This court being a first appellate court is bound to follow that pronouncement of the Supreme Court since that court is the highest superior court of record in Uganda and for avoidance of doubt, I must state here that in resolving the instant appeal I have taken into account all the material  evidence received in the lower court which included documentary exhibits and all properly admitted oral evidence as was the position in the case of William Alfred Kisembo & Another v Kiiza Rwakaikara Ivan HCCA No. 7 of  2013.
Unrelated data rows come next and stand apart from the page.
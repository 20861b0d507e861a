//! Outbound recaptcha verification.
//!
//! One POST to the siteverify endpoint per check, bounded by the client
//! timeout and cancelled by dropping the caller's future. No retries; any
//! non-success is a failure. With no secret configured, verification is
//! disabled and every check passes, matching a development setup.

use anyhow::{anyhow, Context, Result};
use secrecy::{ExposeSecret, SecretString};
use serde::Deserialize;
use std::time::Duration;
use tracing::{debug, instrument};

const VERIFY_URL: &str = "https://www.google.com/recaptcha/api/siteverify";
const VERIFY_TIMEOUT: Duration = Duration::from_secs(10);

pub struct Verifier {
    client: reqwest::Client,
    secret: SecretString,
}

#[derive(Debug, Deserialize)]
struct VerifyResponse {
    success: bool,
    #[serde(default, rename = "error-codes")]
    error_codes: Vec<String>,
}

impl Verifier {
    /// # Errors
    /// Returns an error if the HTTP client cannot be constructed.
    pub fn new(secret: SecretString) -> Result<Self> {
        let client = reqwest::Client::builder()
            .user_agent(crate::web::APP_USER_AGENT)
            .timeout(VERIFY_TIMEOUT)
            .build()
            .context("failed to build recaptcha client")?;
        Ok(Self { client, secret })
    }

    /// Whether checks are enforced. Drives the form's recaptcha widget flag.
    #[must_use]
    pub fn enabled(&self) -> bool {
        !self.secret.expose_secret().is_empty()
    }

    /// Verify a client response token. All-or-nothing: a transport error, a
    /// malformed body, and a rejected token are all failures.
    /// # Errors
    /// Returns an error when verification is enabled and the check fails.
    #[instrument(skip(self, response))]
    pub async fn verify(&self, response: &str) -> Result<()> {
        if !self.enabled() {
            return Ok(());
        }

        let body = self
            .client
            .post(VERIFY_URL)
            .form(&[
                ("secret", self.secret.expose_secret()),
                ("response", response),
            ])
            .send()
            .await
            .context("recaptcha verification request failed")?
            .json::<VerifyResponse>()
            .await
            .context("invalid recaptcha verification response")?;

        if body.success {
            debug!("recaptcha verification passed");
            Ok(())
        } else {
            Err(anyhow!(
                "invalid verification: {:?}",
                body.error_codes.join(",")
            ))
        }
    }
}

#[cfg(test)]
mod tests {
    use super::*;

    #[test]
    fn disabled_without_secret() {
        let verifier = Verifier::new(SecretString::default()).expect("verifier");
        assert!(!verifier.enabled());
    }

    #[tokio::test]
    async fn disabled_verifier_accepts_anything() -> Result<()> {
        let verifier = Verifier::new(SecretString::default())?;
        verifier.verify("any-response").await
    }

    #[test]
    fn enabled_with_secret() {
        let verifier = Verifier::new(SecretString::from("shared-secret")).expect("verifier");
        assert!(verifier.enabled());
    }

    #[test]
    fn error_codes_deserialize() -> Result<()> {
        let body: VerifyResponse = serde_json::from_str(
            r#"{"success": false, "challenge_ts": "", "hostname": "", "error-codes": ["timeout-or-duplicate"]}"#,
        )?;
        assert!(!body.success);
        assert_eq!(body.error_codes, vec!["timeout-or-duplicate".to_string()]);
        Ok(())
    }
}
4. Consideration of this Appeal:

The grounds of appeal are resolved in the manner they were argued as follows;

  1.  Ground 1:

That the learned trial Chief Magistrate erred in law and fact when he selectively evaluated the evidence on record, thus arriving at a wrong conclusion:

In respect to this ground, it is the appellant argument that it is trite law that a decision of a court of law ought to be based on the law and evidence properly adduced before the court as was pronounced by the Court of Appeal when considering the role of a trial court in the Court of Appeal Civil Appeal No. 26/2009 Brian Kaggwa v Peter Muramira while citing the Nigerian case of Osuana v The State (210) LPELR/CA/OW/150/2009 as follows;

“A trial court no doubt is a court of law and facts. It has no other source of generating its decision except from the solid facts established before it and from the law governing the subject matter of litigation before it. Its primary role thereof is to even handedly evaluate the evidence placed before it by the parties not only through witnesses but including evidence by affidavits. A trial court in other words has the primary duty to fully and consciously consider the totality of the evidence preferred by all the parties before it in whatever way, ascribe the probative value to it and put it on an imaginary scale of justice to determine the party in whose favour the balance tilts…”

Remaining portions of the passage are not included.